Una vida que acabó tres semanas
después.
Eduardo no quiso hacerse de
ninguna manera responsable del niño que venía en camino. Todas las promesas,
toda la atracción, toda la química, la física y la biología desaparecieron en
el preciso momento en que él le colgó el teléfono pidiéndole que nunca volviese
a llamarlo otra vez. Desesperada, sin saber a quien acudir, decidió volver a aquellos
que siempre habían sido un soporte para ella.
Su padre no quiso escuchar ni una
sola palabra de sus labios. Su madre solo lloraba con el rostro escondido entre
sus manos. Una de las empleadas domésticas alistaba un par de maletas que dejó en
la calle, junto con sus sueños e ilusiones.
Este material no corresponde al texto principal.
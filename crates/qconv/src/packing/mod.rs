//! Packed weight storage for the direct groupwise kernel.

use log::debug;

use crate::error::{ConvError, ConvResult};
use crate::shape::ConvShape;


/// Memory order of a raw weight buffer.
///
/// `Standard` is `[G, KH, KW, IC/G, OC/G]`; `Transposed` is
/// `[G, OC/G, KH, KW, IC/G]`. Both encode the same mathematical weights.
/// The tag travels beside the buffer; a buffer cannot self-report its
/// layout.
#[derive(Debug, Clone, Copy, PartialEq, Eq)]
pub enum WeightLayout {
    Standard,
    Transposed,
}

#[derive(Debug)]
enum PackedBuf<'a> {
    Owned(Vec<i8>),
    Workspace(&'a mut [i8]),
}

impl PackedBuf<'_> {
    fn as_slice(&self) -> &[i8] {
        match self {
            PackedBuf::Owned(v) => v,
            PackedBuf::Workspace(s) => s,
        }
    }
}

/// Weights reordered into the direct kernel's walk order.
///
/// Packed order is `[KH, KW, OC/G, G, IC/G]`: for a fixed kernel tap and
/// output channel, the per-group input-channel runs the inner loops read
/// are contiguous. Built once by [`pack`](Self::pack) or
/// [`pack_into`](Self::pack_into), read-only afterwards; the kernel only
/// ever consumes it. The physical layout is private; downstream code goes
/// through [`unpack`](Self::unpack) when it needs raw-layout access (e.g.
/// for column offsets).
#[derive(Debug)]
pub struct PackedWeightMatrix<'a> {
    shape: ConvShape,
    src_layout: WeightLayout,
    buf: PackedBuf<'a>,
}

impl PackedWeightMatrix<'static> {
    /// Packs raw weights into freshly-owned storage.
    ///
    /// Deterministic for a given (shape, layout, weights) triple; fails
    /// with `ShapeMismatch` when the raw buffer length is not
    /// `KH*KW*G*IC/G*OC/G`.
    pub fn pack(
        src_layout: WeightLayout,
        shape: &ConvShape,
        weights: &[i8],
    ) -> ConvResult<Self> {
        let mut buf = vec![0i8; shape.weight_len()];
        pack_into_buf(src_layout, shape, weights, &mut buf)?;
        Ok(Self { shape: *shape, src_layout, buf: PackedBuf::Owned(buf) })
    }
}

impl<'a> PackedWeightMatrix<'a> {
    /// Packs raw weights into a caller-provided workspace. The workspace
    /// stays owned by the caller; only its first `weight_len` elements are
    /// used.
    pub fn pack_into(
        src_layout: WeightLayout,
        shape: &ConvShape,
        weights: &[i8],
        workspace: &'a mut [i8],
    ) -> ConvResult<Self> {
        let needed = shape.weight_len();
        if workspace.len() < needed {
            return Err(ConvError::ShapeMismatch {
                what: "packing workspace",
                expected: needed,
                actual: workspace.len(),
            });
        }
        let buf = &mut workspace[..needed];
        pack_into_buf(src_layout, shape, weights, &mut buf[..])?;
        Ok(Self { shape: *shape, src_layout, buf: PackedBuf::Workspace(buf) })
    }

    /// The descriptor this matrix was packed for.
    pub fn shape(&self) -> &ConvShape {
        &self.shape
    }

    /// The raw layout the source buffer was in.
    pub fn src_layout(&self) -> WeightLayout {
        self.src_layout
    }

    /// Reconstructs the raw weights in `Standard` layout
    /// (`[G, KH, KW, IC/G, OC/G]`), regardless of the layout they were
    /// packed from. Keeps offset computation index-compatible with raw
    /// weight buffers.
    pub fn unpack(&self) -> Vec<i8> {
        let shape = &self.shape;
        let (ic_per_g, oc_per_g) = (shape.ic_per_group(), shape.oc_per_group());
        let packed = self.buf.as_slice();
        let mut out = vec![0i8; shape.weight_len()];

        for r in 0..shape.kh {
            for s in 0..shape.kw {
                for k in 0..oc_per_g {
                    for g in 0..shape.g {
                        let src = (((r * shape.kw + s) * oc_per_g + k) * shape.g + g) * ic_per_g;
                        for c in 0..ic_per_g {
                            out[(((g * shape.kh + r) * shape.kw + s) * ic_per_g + c) * oc_per_g
                                + k] = packed[src + c];
                        }
                    }
                }
            }
        }
        out
    }

    pub(crate) fn as_slice(&self) -> &[i8] {
        self.buf.as_slice()
    }
}

fn pack_into_buf(
    src_layout: WeightLayout,
    shape: &ConvShape,
    src: &[i8],
    dst: &mut [i8],
) -> ConvResult<()> {
    if src.len() != shape.weight_len() {
        return Err(ConvError::ShapeMismatch {
            what: "raw weights",
            expected: shape.weight_len(),
            actual: src.len(),
        });
    }

    let (kh, kw, g) = (shape.kh, shape.kw, shape.g);
    let (ic_per_g, oc_per_g) = (shape.ic_per_group(), shape.oc_per_group());

    for r in 0..kh {
        for s in 0..kw {
            for k in 0..oc_per_g {
                for gi in 0..g {
                    let dst_base = (((r * kw + s) * oc_per_g + k) * g + gi) * ic_per_g;
                    for c in 0..ic_per_g {
                        let v = match src_layout {
                            WeightLayout::Standard => {
                                src[(((gi * kh + r) * kw + s) * ic_per_g + c) * oc_per_g + k]
                            }
                            WeightLayout::Transposed => {
                                src[(((gi * oc_per_g + k) * kh + r) * kw + s) * ic_per_g + c]
                            }
                        };
                        dst[dst_base + c] = v;
                    }
                }
            }
        }
    }
    debug!("packed weights ({:?} source) for {}", src_layout, shape);
    Ok(())
}
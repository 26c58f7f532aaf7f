use serde::{Deserialize, Serialize};
use strum::AsRefStr;

use super::LicenseStatus;

/// Proof that a machine has consumed its trial. One row per fingerprint, ever.
#[derive(Debug, Clone, Serialize)]
#[serde(rename_all = "camelCase")]
pub struct TrialUsage {
    pub machine_fingerprint: String,
    pub trial_license_key: String,
    pub activated_at: i64,
    pub expires_at: i64,
    pub ip_address: String,
    pub app_version: Option<String>,
    pub device_info: Option<serde_json::Value>,
    pub status: LicenseStatus,
}

#[derive(Debug, Clone)]
pub struct CreateTrialUsage {
    pub machine_fingerprint: String,
    pub trial_license_key: String,
    pub activated_at: i64,
    pub expires_at: i64,
    pub ip_address: String,
    pub app_version: Option<String>,
    pub device_info: Option<serde_json::Value>,
}

/// Global trial configuration. Read once per request and passed by value
/// into eligibility and issuance.
#[derive(Debug, Clone, PartialEq, Eq, Serialize, Deserialize)]
#[serde(rename_all = "camelCase")]
pub struct TrialPolicy {
    pub enabled: bool,
    pub duration_days: i32,
    pub max_trials_per_ip: i64,
    pub max_trials_per_day: i64,
    pub abuse_detection_enabled: bool,
    /// Bumped on every administrative update
    pub version: i64,
    pub updated_at: i64,
    pub updated_by: Option<String>,
}

impl Default for TrialPolicy {
    fn default() -> Self {
        Self {
            enabled: true,
            duration_days: 7,
            max_trials_per_ip: 3,
            max_trials_per_day: 100,
            abuse_detection_enabled: true,
            version: 0,
            updated_at: 0,
            updated_by: None,
        }
    }
}

/// Administrative policy change. Unset fields keep their current value.
#[derive(Debug, Default, Clone, Deserialize)]
#[serde(rename_all = "camelCase")]
pub struct UpdateTrialPolicy {
    pub enabled: Option<bool>,
    pub duration_days: Option<i32>,
    pub max_trials_per_ip: Option<i64>,
    pub max_trials_per_day: Option<i64>,
    pub abuse_detection_enabled: Option<bool>,
}

/// Internal code for operators; clients only see `TrialDenial::reason`.
#[derive(Debug, Clone, Copy, PartialEq, Eq, AsRefStr)]
#[strum(serialize_all = "SCREAMING_SNAKE_CASE")]
pub enum AbuseKind {
    AbusePerIp,
    AbuseDailyCap,
}

/// Why a machine cannot have a trial.
#[derive(Debug, Clone, PartialEq, Eq)]
pub enum TrialDenial {
    Disabled,
    AlreadyUsed { activated_at: i64 },
    AbuseDetected(AbuseKind),
}

impl TrialDenial {
    /// Stable client-facing reason code.
    pub fn reason(&self) -> &'static str {
        match self {
            TrialDenial::Disabled => "trial_disabled",
            TrialDenial::AlreadyUsed { .. } => "trial_already_used",
            TrialDenial::AbuseDetected(_) => "abuse_detected",
        }
    }

    pub fn message(&self) -> String {
        match self {
            TrialDenial::Disabled => "Trials are currently unavailable".to_string(),
            TrialDenial::AlreadyUsed { activated_at } => {
                let date = chrono::DateTime::<chrono::Utc>::from_timestamp(*activated_at, 0)
                    .map(|dt| dt.format("%b %d, %Y").to_string())
                    .unwrap_or_else(|| "an earlier date".to_string());
                format!("A trial was already used on this machine ({})", date)
            }
            TrialDenial::AbuseDetected(_) => {
                "Too many trial requests, please try again later".to_string()
            }
        }
    }

    pub fn activated_at(&self) -> Option<i64> {
        match self {
            TrialDenial::AlreadyUsed { activated_at } => Some(*activated_at),
            _ => None,
        }
    }
}
use serde::{Deserialize, Serialize};

/// A purchasable package from the catalog.
#[derive(Debug, Clone, Serialize, Deserialize)]
#[serde(rename_all = "camelCase")]
pub struct Package {
    /// Catalog key, e.g. `personal_1y`
    pub code: String,
    /// 3-4 character code embedded in license keys, e.g. `P1Y`
    pub short_code: String,
    pub name: String,
    /// Price in the smallest currency unit
    pub price: i64,
    #[serde(default = "default_currency")]
    pub currency: String,
    /// None = non-expiring license
    #[serde(default)]
    pub duration_days: Option<i32>,
    #[serde(default)]
    pub features: Vec<String>,
}

fn default_currency() -> String {
    "VND".to_string()
}
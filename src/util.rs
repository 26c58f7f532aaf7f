//! Shared utility functions.

use std::net::IpAddr;

use axum::http::HeaderMap;

pub const SECONDS_PER_DAY: i64 = 86400;

/// Expiry timestamp `days` after `base_time` (None = never expires).
pub fn expires_after_days(days: Option<i32>, base_time: i64) -> Option<i64> {
    days.map(|days| base_time + (days as i64) * SECONDS_PER_DAY)
}

/// Start of the UTC calendar day containing `timestamp`.
pub fn start_of_utc_day(timestamp: i64) -> i64 {
    timestamp - timestamp.rem_euclid(SECONDS_PER_DAY)
}

/// Normalize an email for storage and lookup.
pub fn normalize_email(email: &str) -> String {
    email.trim().to_lowercase()
}

/// Extract the client IP address.
///
/// Takes the first (client-most) entry of `x-forwarded-for`, then
/// `x-real-ip`, then the socket peer address. "unknown" only when none exist.
pub fn extract_client_ip(headers: &HeaderMap, peer: Option<IpAddr>) -> String {
    let forwarded = headers
        .get("x-forwarded-for")
        .and_then(|v| v.to_str().ok())
        .and_then(|v| v.split(',').next())
        .map(str::trim)
        .filter(|s| !s.is_empty());
    let real_ip = || {
        headers
            .get("x-real-ip")
            .and_then(|v| v.to_str().ok())
            .map(str::trim)
            .filter(|s| !s.is_empty())
    };

    match forwarded.or_else(real_ip) {
        Some(ip) => ip.to_string(),
        None => peer.map_or_else(|| "unknown".to_string(), |ip| ip.to_string()),
    }
}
Ahí estaba ella. La niña buena
que no entendía por qué le tocaba vivir aquella desgracia.
Fue el amor por aquel niño que
llevaba en el vientre el que la empujó a no rendirse. A secarse las lágrimas y
a jurarse a sí misma que aquella condenada inocencia que terminó por empujarla
a los brazos de un patán se había acabado. Y así, se encontró a sí misma empoderada,
dispuesta a todo con valentía. El mundo ya no sería solo suyo, ahora tenía un
arma por y con la que luchar.
La vida en la capital se presentaba
difícil para una madre soltera, por lo que decidió probar suerte en un lugar un
poco más alejado.
Así fue como la niña buena llegó
a Santa María de la Redención.
Cambió la vasta granja y el campo
por un terreno baldío sin pavimentar. Cambió los lujos de su vida familiar por
el trabajo intenso que nunca dejó de buscar. Y cuando tuvo que tomar la decisión
más difícil, entre su dignidad y el futuro de su hijo, no lo pensó dos veces.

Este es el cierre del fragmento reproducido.